Eu acho que todos os indícios são de um recuo a modelos mais convencionais, porque uma parte do professorado, pequena, mas significativa, começou a tomar iniciativas para que a universidade abandonasse o modelo inovador e voltasse ao que estavam acostumados. O conceito de bacharelado interdisciplinar (BI) é uma formação geral, compartilhada por todos os alunos. E essa formação geral não significa a entrada direta nos cursos de segundo ciclo. Quem entra no BI de Ciências não entra numa engenharia, mas pode fazer a opção. Quem entra no BI de Humanidades pode fazer a opção pelo curso de direito; ou quem entra no BI de Saúde pode fazer opção por medicina. Mas essa opção não é indiscriminada, não é irrestrita. Daí que a gota d'água foi a proposta de que todos os alunos que entraram no BI de Saúde passassem para medicina. Como a gente só tem 80 vagas autorizadas, não era possível, e aí [veio] a proposta de escalonar. Ela é uma proposta de pouca responsabilidade, porque, na prática, suspende a entrada de alunos no BI de Saúde. E, se esse processo se apresenta como possibilidade, os outros cursos vão buscar a mesma coisa. Então, o modelo não tem sentido. Eu também denuncio o lançamento de um processo eleitoral para durar menos de um mês, com inscrições de chapa terminando na semana que vem. Um terceiro ponto é que, no modelo que implantamos, a sociedade participa da gestão. Esse modelo também é rejeitado. Está previsto no nosso estatuto que o conselho social participa da escolha de dirigentes. Não é possível se fazer um processo político só interno, pois a UFSB não pertence somente a professores, servidores e alunos. A sociedade tem que participar.
Considerei a missão cumprida
O senhor defendia o voto dessas representações?
No limite, sim, porque sempre defendo como problema da universidade brasileira ela estar isolada da sociedade.
Quem são essas pessoas que o senhor aponta?
São três grupos políticos nesse processo. Um conjunto de docentes que participou da gestão, mas, como não convergiu e começou a atuar contra, não continuou. Há também outras pessoas que vieram para a instituição sabendo o que era o projeto da universidade e começaram a agir contra. E tem, ainda, um terceiro grupo, que veio de dentro da gestão e, por uma série de relações familiares e de origem, fecha uma posição gerencial, que é atender os insatisfeitos. Daí vem a ideia de que é um ato conspiratório. Se alguém dentro da gestão trabalha contra esse projeto, trata-se então de um ato conspiratório. Ainda mais oculto e disfarçado por propostas que qualquer avaliação mostra que vão inviabilizar o projeto. Eu não indico pessoas. As pessoas que se indicam e, nesse caso, assumem responsabilidades. Uma é responsabilidade política, porque a universidade pública brasileira está sob ameaça e não é possível que dirigentes estejam desunidos, pois isso enfraquece a instituição.

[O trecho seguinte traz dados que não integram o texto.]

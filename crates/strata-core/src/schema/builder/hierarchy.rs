use super::{resolve::resolve, resolve::Resolved, Builder};
use crate::{
    driver::Connection,
    schema::{
        db::{self, Table, TableId},
        mapping::{self, LazyAttribute, Mapping},
        Discriminator, Kind, KindId, Name, Schema,
    },
    stmt::{Expr, ExprColumn, Select, Value},
    Error, Result,
};

use indexmap::{IndexMap, IndexSet};
use std::sync::Arc;

/// A hierarchy under construction.
///
/// Returned by [`Builder::declare_root`]. Kinds are declared one at a time,
/// each after its parent; `&mut self` makes declaration single-writer.
#[derive(Debug)]
pub struct Hierarchy {
    pub(super) key: String,
    pub(super) key_ty: db::Type,
    pub(super) primary_key: String,
    pub(super) builder: Builder,
    pub(super) kinds: Vec<Kind>,
    pub(super) mapping: Mapping,
    pub(super) tables: Vec<Table>,

    /// Discriminator value to the kind it identifies
    pub(super) value_owner: IndexMap<Value, KindId>,
}

impl Hierarchy {
    /// Declares `name` as a child of `parent`.
    ///
    /// The kind gets its own table when one resolves; otherwise it shares its
    /// parent's routing. Fails without changing the hierarchy when the name is
    /// taken, the parent is unknown, or the kind's discriminator values are
    /// invalid.
    pub async fn declare_kind(
        &mut self,
        cx: &mut dyn Connection,
        parent: KindId,
        name: &str,
    ) -> Result<KindId> {
        if self.kind_id(name).is_some() {
            return Err(Error::invalid_configuration(format!(
                "kind `{name}` is already declared"
            )));
        }

        if parent.0 >= self.kinds.len() {
            return Err(Error::invalid_configuration(format!(
                "unknown parent {parent:?} for kind `{name}`"
            )));
        }

        let id = KindId(self.kinds.len());
        let kind_name = Name::new(name);
        let values = self.own_values(name)?;

        let explicit = self.builder.table_map.get(name).cloned();
        let chain_names: Vec<String> = self.mapping.kinds[parent.0]
            .chain
            .iter()
            .map(|table| self.tables[table.0].name.clone())
            .collect();
        let chain_names: Vec<&str> = chain_names.iter().map(String::as_str).collect();

        let resolved = resolve(cx, &kind_name, explicit.as_deref(), &chain_names).await;

        let mapping = match resolved {
            Some(resolved) => self.extend_chain(id, parent, resolved),
            None => self.share_parent(id, parent),
        };

        tracing::debug!(
            kind = name,
            parent = %self.kinds[parent.0].name,
            table = %self.tables[mapping.table().0].name,
            chain_len = mapping.chain.len(),
            "declared kind"
        );

        self.kinds[parent.0].children.push(id);
        self.push_kind(
            Kind {
                id,
                name: kind_name,
                parent: Some(parent),
                children: vec![],
                values,
                admissible: IndexSet::new(),
            },
            mapping,
        );

        Ok(id)
    }

    /// Finalizes the hierarchy.
    ///
    /// Every non-root kind's load query is restricted to its admissible
    /// discriminator values as they stand after all declarations.
    pub fn build(mut self) -> Result<Schema> {
        for name in self.builder.model_map.values() {
            if self.kind_id(name).is_none() {
                return Err(Error::invalid_configuration(format!(
                    "model_map names undeclared kind `{name}`"
                )));
            }
        }

        for name in self.builder.key_map.keys() {
            if self.kind_id(name).is_none() {
                return Err(Error::invalid_configuration(format!(
                    "key_map names undeclared kind `{name}`"
                )));
            }
        }

        for name in self.builder.table_map.keys() {
            if self.kind_id(name).is_none() {
                tracing::warn!(kind = %name, "table_map names undeclared kind; ignoring");
            }
        }

        for kind in &self.kinds {
            let mapping = &mut self.mapping.kinds[kind.id.0];

            if kind.is_root() {
                continue;
            }

            let key = Expr::column(mapping.root_table(), &self.key);
            mapping.load_query = (*mapping.join_query)
                .clone()
                .filter(Expr::in_list(key, kind.admissible.iter().cloned()));
        }

        let discriminator = Discriminator::new(
            self.key,
            self.value_owner,
            self.builder.key_chooser.clone(),
        );

        Ok(Schema {
            kinds: self.kinds,
            mapping: self.mapping,
            db: Arc::new(db::Schema {
                tables: self.tables,
            }),
            discriminator,
            primary_key: self.primary_key,
            subclass_load: self.builder.subclass_load,
        })
    }

    pub fn kind(&self, id: KindId) -> &Kind {
        &self.kinds[id.0]
    }

    pub fn kind_id(&self, name: &str) -> Option<KindId> {
        self.kinds
            .iter()
            .find(|kind| kind.name == name)
            .map(|kind| kind.id)
    }

    pub fn mapping(&self) -> &Mapping {
        &self.mapping
    }

    pub fn table(&self, id: TableId) -> &Table {
        &self.tables[id.0]
    }

    pub(super) fn push_kind(&mut self, mut kind: Kind, mapping: mapping::Kind) {
        for value in &kind.values {
            self.value_owner.insert(value.clone(), kind.id);
        }

        // A kind's values become admissible for it and every ancestor.
        kind.admissible.extend(kind.values.iter().cloned());
        let mut next = kind.parent;
        while let Some(ancestor) = next {
            let ancestor = &mut self.kinds[ancestor.0];
            ancestor.admissible.extend(kind.values.iter().cloned());
            next = ancestor.parent;
        }

        debug_assert_eq!(kind.id.0, self.kinds.len());
        self.kinds.push(kind);
        self.mapping.kinds.push(mapping);
    }

    /// The discriminator values identifying exactly `name`.
    pub(super) fn own_values(&self, name: &str) -> Result<Vec<Value>> {
        let values = if let Some(values) = self.builder.key_map.get(name) {
            values.clone()
        } else if !self.builder.model_map.is_empty() {
            self.builder
                .model_map
                .iter()
                .filter(|(_, kind)| *kind == name)
                .map(|(value, _)| value.clone())
                .collect()
        } else {
            vec![Value::from(name)]
        };

        for value in &values {
            self.validate_value(value)?;

            if let Some(owner) = self.value_owner.get(value) {
                return Err(Error::invalid_configuration(format!(
                    "discriminator value {value} maps to both `{}` and `{name}`",
                    self.kinds[owner.0].name
                )));
            }
        }

        Ok(values)
    }

    /// Checks every value configured through `model_map` and `key_map`.
    pub(super) fn validate_configured_values(&self) -> Result<()> {
        let configured = self
            .builder
            .model_map
            .keys()
            .chain(self.builder.key_map.values().flatten());

        for value in configured {
            self.validate_value(value)?;
        }

        Ok(())
    }

    fn validate_value(&self, value: &Value) -> Result<()> {
        let valid = match value {
            Value::I64(_) => !self.key_ty.is_text(),
            Value::String(_) => !self.key_ty.is_integer(),
            Value::Bool(_) | Value::Bytes(_) | Value::F64(_) | Value::Null => false,
        };

        if valid {
            Ok(())
        } else {
            Err(Error::invalid_configuration(format!(
                "discriminator value {value} ({}) does not fit key column `{}` of type {:?}",
                value.variant_name(),
                self.key,
                self.key_ty
            )))
        }
    }

    /// Routing for a kind that introduces no table.
    fn share_parent(&self, id: KindId, parent: KindId) -> mapping::Kind {
        let parent = &self.mapping.kinds[parent.0];

        mapping::Kind {
            id,
            owner: parent.owner,
            chain: parent.chain.clone(),
            table_columns: parent.table_columns.clone(),
            join_query: parent.join_query.clone(),
            load_query: (*parent.join_query).clone(),
            columns: parent.columns.clone(),
            lazy_attributes: parent.lazy_attributes.clone(),
            subclass_datasets: IndexMap::new(),
        }
    }

    /// Routing for a kind that introduces `resolved`, joined after the
    /// parent's last table on the primary key.
    fn extend_chain(&mut self, id: KindId, parent: KindId, resolved: Resolved) -> mapping::Kind {
        let table = self.register_table(&resolved.name, resolved.columns);
        let pk = self.primary_key.clone();

        let owned: Vec<String> = self.tables[table.0]
            .column_names()
            .filter(|column| *column != pk)
            .map(String::from)
            .collect();
        let owned_columns = || owned.iter().map(move |column| ExprColumn::new(table, column));

        let owners = self.table_owners(parent);
        let parent = &self.mapping.kinds[parent.0];
        let prev = parent.table();
        let join_on = Expr::eq(Expr::column(table, &pk), Expr::column(prev, &pk));

        let mut join_query = (*parent.join_query).clone();

        // The first join replaces `*` with the root's qualified columns.
        if parent.chain.len() == 1 {
            let root = &self.tables[prev.0];
            join_query = join_query.select(root.column_names().map(|c| ExprColumn::new(prev, c)));
        }

        let join_query = join_query
            .join(table, join_on.clone())
            .select_append(owned_columns());

        let mut chain = parent.chain.to_vec();
        chain.push(table);

        let mut table_columns = (*parent.table_columns).clone();
        table_columns.insert(table, owned.clone());

        let mut columns = IndexMap::new();
        for table in &chain {
            for column in &self.tables[table.0].columns {
                columns.insert(column.name.clone(), column.clone());
            }
        }

        let mut lazy_attributes = (*parent.lazy_attributes).clone();
        for column in &owned {
            lazy_attributes.insert(
                column.clone(),
                LazyAttribute {
                    table,
                    column: column.clone(),
                },
            );
        }

        // Each table-owning ancestor gets a dataset reaching this table.
        let nearest = owners[0];
        for owner in &owners {
            let base = if *owner == nearest {
                let start = self.mapping.kinds[owner.0].table();
                Select::from_table(start).select([ExprColumn::new(start, &pk)])
            } else {
                self.mapping.kinds[owner.0].subclass_datasets[&nearest].clone()
            };

            let dataset = base
                .join(table, join_on.clone())
                .select_append(owned_columns());

            self.mapping.kinds[owner.0]
                .subclass_datasets
                .insert(id, dataset);
        }

        let join_query = Arc::new(join_query);

        mapping::Kind {
            id,
            owner: id,
            chain: Arc::from(chain),
            table_columns: Arc::new(table_columns),
            load_query: (*join_query).clone(),
            join_query,
            columns: Arc::new(columns),
            lazy_attributes: Arc::new(lazy_attributes),
            subclass_datasets: IndexMap::new(),
        }
    }

    /// Table-owning kinds from `kind` up to the root, nearest first.
    fn table_owners(&self, kind: KindId) -> Vec<KindId> {
        let mut owners = vec![];
        let mut next = Some(kind);

        while let Some(kind) = next {
            let owner = self.mapping.kinds[kind.0].owner;
            owners.push(owner);
            next = self.kinds[owner.0].parent;
        }

        owners
    }
}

O senhor se tornou minoria?
Seguramente, entre os professores. Mas nesse momento conseguimos a autorização para concurso, com pelos menos 57 vagas. E esse concurso se completa até dezembro. Então, o único motivo para o processo eleitoral ser acelerado é evitar que essa correlação de perfil seja alterada. Porque aí teríamos mais 60 em um corpo docente de 160. Logo o perfil vai mudar. Se a sociedade entra no processo, essa correlação de forças se modifica.

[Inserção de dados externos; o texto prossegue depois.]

use super::Error;

/// Error built from a formatted message, for failures that have no
/// structured kind of their own.
#[derive(Debug)]
pub(super) struct AdhocError {
    message: Box<str>,
}

impl std::error::Error for AdhocError {}

impl core::fmt::Display for AdhocError {
    fn fmt(&self, f: &mut core::fmt::Formatter) -> core::fmt::Result {
        f.write_str(&self.message)
    }
}

impl Error {
    /// Creates an error from format arguments. Prefer the `err!` and `bail!`
    /// macros.
    pub fn from_args(args: core::fmt::Arguments<'_>) -> Error {
        let message = match args.as_str() {
            Some(s) => s.into(),
            None => args.to_string().into_boxed_str(),
        };
        Error::from(super::ErrorKind::Adhoc(AdhocError { message }))
    }
}
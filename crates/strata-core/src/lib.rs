pub mod driver;
pub use driver::{Connection, Driver};

mod error;
pub use error::{Error, WriteOp};

pub mod schema;
pub use schema::Schema;

pub mod stmt;

/// A Result type alias that uses Strata's [`Error`] type.
pub type Result<T> = core::result::Result<T, Error>;

pub use async_trait::async_trait;
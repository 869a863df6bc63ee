use super::{Table, TableId};

/// The database-level schema: every table any kind in the hierarchy is
/// backed by, indexed by `TableId`.
#[derive(Debug, Default)]
pub struct Schema {
    pub tables: Vec<Table>,
}

impl Schema {
    pub fn table(&self, id: impl Into<TableId>) -> &Table {
        &self.tables[id.into().0]
    }

    pub fn table_by_name(&self, name: &str) -> Option<&Table> {
        self.tables.iter().find(|table| table.name == name)
    }
}

impl From<&Table> for TableId {
    fn from(value: &Table) -> Self {
        value.id
    }
}
use super::{Comma, Delimited, Ident, Params, ToSql};

use strata_core::stmt;

impl ToSql for &stmt::Expr {
    fn to_sql<P: Params>(self, f: &mut super::Formatter<'_, P>) {
        use stmt::Expr::*;

        match self {
            And(expr) => {
                fmt!(f, "(", Delimited(&expr.operands, " AND "), ")");
            }
            BinaryOp(expr) => {
                fmt!(f, "(", &*expr.lhs, " ", expr.op, " ", &*expr.rhs, ")");
            }
            Column(expr) => expr.to_sql(f),
            InList(expr) => {
                fmt!(f, "(", &*expr.expr, " IN (", Comma(&expr.list), "))");
            }
            Value(value) => value.to_sql(f),
        }
    }
}

impl ToSql for &stmt::ExprColumn {
    fn to_sql<P: Params>(self, f: &mut super::Formatter<'_, P>) {
        if let Some(table) = self.table {
            let table_name = f.serializer.table_name(table);
            fmt!(f, table_name, ".");
        }

        fmt!(f, Ident(&self.column));
    }
}

impl ToSql for stmt::BinaryOp {
    fn to_sql<P: Params>(self, f: &mut super::Formatter<'_, P>) {
        f.dst.push_str(match self {
            stmt::BinaryOp::Eq => "=",
            stmt::BinaryOp::Ne => "<>",
            stmt::BinaryOp::Ge => ">=",
            stmt::BinaryOp::Gt => ">",
            stmt::BinaryOp::Le => "<=",
            stmt::BinaryOp::Lt => "<",
        });
    }
}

O senhor foi reitor da Ufba nas gestões Lula e indicado para a UFSB por Dilma. Esses grupos que critica são ligados ao atual governo?
Acho que são grupos que não têm consciência sobre a necessidade de união das esquerdas no Brasil. Estão no processo por interesses diversos. Não vejo relação desses grupos que eu denuncio como proponentes de um retrocesso na universidade com o atual governo. Mas, como você disse, coincide. São movimentos reacionários, mesmo que não reacionários do que chamaríamos tradicionalmente de direita. Podemos dizer que, nesse caso, uma certa direita se encontra com uma certa esquerda.